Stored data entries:
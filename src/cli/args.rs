//! CLI argument definitions using clap derive

use clap::{ArgAction, Parser, Subcommand, ValueEnum};
use clap_complete::Shell;
use std::path::PathBuf;

/// tailwindcss-bin - Tailwind CSS standalone executable provisioner
///
/// Downloads the Tailwind CSS executable for this platform on first use,
/// caches where it lives, and prints the commands that run it.
#[derive(Parser, Debug)]
#[command(name = "tailwindcss-bin")]
#[command(author, version, about, long_about = None)]
#[command(propagate_version = true)]
pub struct Cli {
    /// Subcommand to execute
    #[command(subcommand)]
    pub command: Commands,

    /// Increase verbosity (-v info, -vv debug)
    #[arg(short, long, global = true, action = ArgAction::Count)]
    pub verbose: u8,

    /// Configuration file path
    #[arg(short, long, global = true, env = "TAILWINDCSS_BIN_CONFIG")]
    pub config: Option<PathBuf>,

    /// Use this executable instead of downloading one
    #[arg(long, global = true, env = "TAILWINDCSS_BIN_PATH")]
    pub bin_path: Option<PathBuf>,

    /// Directory to download the executable into
    #[arg(long, global = true, env = "TAILWINDCSS_BIN_DIR")]
    pub bin_dir: Option<PathBuf>,

    /// Cache directory for resolved paths
    #[arg(long, global = true, env = "TAILWINDCSS_BIN_CACHE_DIR")]
    pub cache_dir: Option<PathBuf>,
}

/// Available commands
#[derive(Subcommand, Debug)]
pub enum Commands {
    /// Print the executable path, downloading it if needed
    Path,

    /// Download the executable if needed and report where it is
    Install,

    /// Print the command that runs Tailwind CSS in watch mode
    Watch(CommandArgs),

    /// Print the command that runs a single Tailwind CSS build
    Build(BuildArgs),

    /// Show the detected platform and its release asset
    Platform,

    /// Manage the resolved-path cache
    Cache(CacheArgs),

    /// Show configuration
    Config(ConfigArgs),

    /// Generate shell completions
    Completions {
        /// Target shell
        shell: Shell,
    },
}

/// Input/output files for a generated command
#[derive(Parser, Debug)]
pub struct CommandArgs {
    /// Input CSS file
    #[arg(short, long)]
    pub input: PathBuf,

    /// Output CSS file
    #[arg(short, long)]
    pub output: PathBuf,

    /// Output format
    #[arg(short, long, default_value = "plain")]
    pub format: OutputFormat,
}

/// Arguments for the build command
#[derive(Parser, Debug)]
pub struct BuildArgs {
    #[command(flatten)]
    pub files: CommandArgs,

    /// Minify the output
    #[arg(short, long)]
    pub minify: bool,
}

/// Output format for generated commands
#[derive(Debug, Clone, Copy, PartialEq, Eq, ValueEnum)]
pub enum OutputFormat {
    /// One argument per line
    Plain,
    /// JSON array
    Json,
}

/// Arguments for the cache command
#[derive(Parser, Debug)]
pub struct CacheArgs {
    /// Subcommand for cache
    #[command(subcommand)]
    pub action: CacheAction,
}

/// Cache subcommands
#[derive(Subcommand, Debug)]
pub enum CacheAction {
    /// Print the cache directory
    Dir,

    /// Remove all cache entries (downloaded executables are kept)
    Clear,
}

/// Arguments for the config command
#[derive(Parser, Debug)]
pub struct ConfigArgs {
    /// Subcommand for config
    #[command(subcommand)]
    pub action: Option<ConfigAction>,
}

/// Config subcommands
#[derive(Subcommand, Debug)]
pub enum ConfigAction {
    /// Show current configuration
    Show,

    /// Show configuration file path
    Path,

    /// Write a default configuration file
    Init {
        /// Overwrite existing configuration
        #[arg(short, long)]
        force: bool,
    },
}

#[cfg(test)]
mod tests {
    use super::*;

    #[test]
    fn cli_parses_watch() {
        let cli = Cli::parse_from(["tailwindcss-bin", "watch", "-i", "in.css", "-o", "out.css"]);
        match cli.command {
            Commands::Watch(args) => {
                assert_eq!(args.input, PathBuf::from("in.css"));
                assert_eq!(args.output, PathBuf::from("out.css"));
                assert_eq!(args.format, OutputFormat::Plain);
            }
            _ => panic!("expected Watch command"),
        }
    }

    #[test]
    fn cli_parses_build_minify() {
        let cli = Cli::parse_from([
            "tailwindcss-bin",
            "build",
            "--input",
            "in.css",
            "--output",
            "out.css",
            "--minify",
            "--format",
            "json",
        ]);
        match cli.command {
            Commands::Build(args) => {
                assert!(args.minify);
                assert_eq!(args.files.format, OutputFormat::Json);
            }
            _ => panic!("expected Build command"),
        }
    }

    #[test]
    fn watch_requires_files() {
        assert!(Cli::try_parse_from(["tailwindcss-bin", "watch", "-i", "in.css"]).is_err());
    }

    #[test]
    fn cli_parses_cache_clear() {
        let cli = Cli::parse_from(["tailwindcss-bin", "cache", "clear"]);
        match cli.command {
            Commands::Cache(args) => assert!(matches!(args.action, CacheAction::Clear)),
            _ => panic!("expected Cache command"),
        }
    }

    #[test]
    fn global_overrides_after_subcommand() {
        let cli = Cli::parse_from([
            "tailwindcss-bin",
            "path",
            "--bin-dir",
            "/srv/bin",
            "--cache-dir",
            "/tmp/tw",
        ]);
        assert!(matches!(cli.command, Commands::Path));
        assert_eq!(cli.bin_dir, Some(PathBuf::from("/srv/bin")));
        assert_eq!(cli.cache_dir, Some(PathBuf::from("/tmp/tw")));
    }

    #[test]
    fn cli_verbose_levels() {
        let cli = Cli::parse_from(["tailwindcss-bin", "-vv", "platform"]);
        assert_eq!(cli.verbose, 2);
    }

    #[test]
    fn cli_parses_completions() {
        let cli = Cli::parse_from(["tailwindcss-bin", "completions", "bash"]);
        assert!(matches!(cli.command, Commands::Completions { shell: Shell::Bash }));
    }
}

What to do
The records above are to be reproduced exactly, with nothing left out.

Exercise response
filename src/cli/args.rs
//! CLI argument definitions using clap derive

use clap::{ArgAction, Parser, Subcommand, ValueEnum};
use clap_complete::Shell;
use std::path::PathBuf;

/// tailwindcss-bin - Tailwind CSS standalone executable provisioner
///
/// Downloads the Tailwind CSS executable for this platform on first use,
/// caches where it lives, and prints the commands that run it.
#[derive(Parser, Debug)]
#[command(name = "tailwindcss-bin")]
#[command(author, version, about, long_about = None)]
#[command(propagate_version = true)]
pub struct Cli {
    /// Subcommand to execute
    #[command(subcommand)]
    pub command: Commands,

    /// Increase verbosity (-v info, -vv debug)
    #[arg(short, long, global = true, action = ArgAction::Count)]
    pub verbose: u8,

    /// Configuration file path
    #[arg(short, long, global = true, env = "TAILWINDCSS_BIN_CONFIG")]
    pub config: Option<PathBuf>,

    /// Use this executable instead of downloading one
    #[arg(long, global = true, env = "TAILWINDCSS_BIN_PATH")]
    pub bin_path: Option<PathBuf>,

    /// Directory to download the executable into
    #[arg(long, global = true, env = "TAILWINDCSS_BIN_DIR")]
    pub bin_dir: Option<PathBuf>,

    /// Cache directory for resolved paths
    #[arg(long, global = true, env = "TAILWINDCSS_BIN_CACHE_DIR")]
    pub cache_dir: Option<PathBuf>,
}

/// Available commands
#[derive(Subcommand, Debug)]
pub enum Commands {
    /// Print the executable path, downloading it if needed
    Path,

    /// Download the executable if needed and report where it is
    Install,

    /// Print the command that runs Tailwind CSS in watch mode
    Watch(CommandArgs),

    /// Print the command that runs a single Tailwind CSS build
    Build(BuildArgs),

    /// Show the detected platform and its release asset
    Platform,

    /// Manage the resolved-path cache
    Cache(CacheArgs),

    /// Show configuration
    Config(ConfigArgs),

    /// Generate shell completions
    Completions {
        /// Target shell
        shell: Shell,
    },
}

/// Input/output files for a generated command
#[derive(Parser, Debug)]
pub struct CommandArgs {
    /// Input CSS file
    #[arg(short, long)]
    pub input: PathBuf,

    /// Output CSS file
    #[arg(short, long)]
    pub output: PathBuf,

    /// Output format
    #[arg(short, long, default_value = "plain")]
    pub format: OutputFormat,
}

/// Arguments for the build command
#[derive(Parser, Debug)]
pub struct BuildArgs {
    #[command(flatten)]
    pub files: CommandArgs,

    /// Minify the output
    #[arg(short, long)]
    pub minify: bool,
}

/// Output format for generated commands
#[derive(Debug, Clone, Copy, PartialEq, Eq, ValueEnum)]
pub enum OutputFormat {
    /// One argument per line
    Plain,
    /// JSON array
    Json,
}

/// Arguments for the cache command
#[derive(Parser, Debug)]
pub struct CacheArgs {
    /// Subcommand for cache
    #[command(subcommand)]
    pub action: CacheAction,
}

/// Cache subcommands
#[derive(Subcommand, Debug)]
pub enum CacheAction {
    /// Print the cache directory
    Dir,

    /// Remove all cache entries (downloaded executables are kept)
    Clear,
}

/// Arguments for the config command
#[derive(Parser, Debug)]
pub struct ConfigArgs {
    /// Subcommand for config
    #[command(subcommand)]
    pub action: Option<ConfigAction>,
}

/// Config subcommands
#[derive(Subcommand, Debug)]
pub enum ConfigAction {
    /// Show current configuration
    Show,

    /// Show configuration file path
    Path,

    /// Write a default configuration file
    Init {
        /// Overwrite existing configuration
        #[arg(short, long)]
        force: bool,
    },
}

#[cfg(test)]
mod tests {
    use super::*;

    #[test]
    fn cli_parses_watch() {
        let cli = Cli::parse_from(["tailwindcss-bin", "watch", "-i", "in.css", "-o", "out.css"]);
        match cli.command {
            Commands::Watch(args) => {
                assert_eq!(args.input, PathBuf::from("in.css"));
                assert_eq!(args.output, PathBuf::from("out.css"));
                assert_eq!(args.format, OutputFormat::Plain);
            }
            _ => panic!("expected Watch command"),
        }
    }

    #[test]
    fn cli_parses_build_minify() {
        let cli = Cli::parse_from([
            "tailwindcss-bin",
            "build",
            "--input",
            "in.css",
            "--output",
            "out.css",
            "--minify",
            "--format",
            "json",
        ]);
        match cli.command {
            Commands::Build(args) => {
                assert!(args.minify);
                assert_eq!(args.files.format, OutputFormat::Json);
            }
            _ => panic!("expected Build command"),
        }
    }

    #[test]
    fn watch_requires_files() {
        assert!(Cli::try_parse_from(["tailwindcss-bin", "watch", "-i", "in.css"]).is_err());
    }

    #[test]
    fn cli_parses_cache_clear() {
        let cli = Cli::parse_from(["tailwindcss-bin", "cache", "clear"]);
        match cli.command {
            Commands::Cache(args) => assert!(matches!(args.action, CacheAction::Clear)),
            _ => panic!("expected Cache command"),
        }
    }

    #[test]
    fn global_overrides_after_subcommand() {
        let cli = Cli::parse_from([
            "tailwindcss-bin",
            "path",
            "--bin-dir",
            "/srv/bin",
            "--cache-dir",
            "/tmp/tw",
        ]);
        assert!(matches!(cli.command, Commands::Path));
        assert_eq!(cli.bin_dir, Some(PathBuf::from("/srv/bin")));
        assert_eq!(cli.cache_dir, Some(PathBuf::from("/tmp/tw")));
    }

    #[test]
    fn cli_verbose_levels() {
        let cli = Cli::parse_from(["tailwindcss-bin", "-vv", "platform"]);
        assert_eq!(cli.verbose, 2);
    }

    #[test]
    fn cli_parses_completions() {
        let cli = Cli::parse_from(["tailwindcss-bin", "completions", "bash"]);
        assert!(matches!(cli.command, Commands::Completions { shell: Shell::Bash }));
    }
}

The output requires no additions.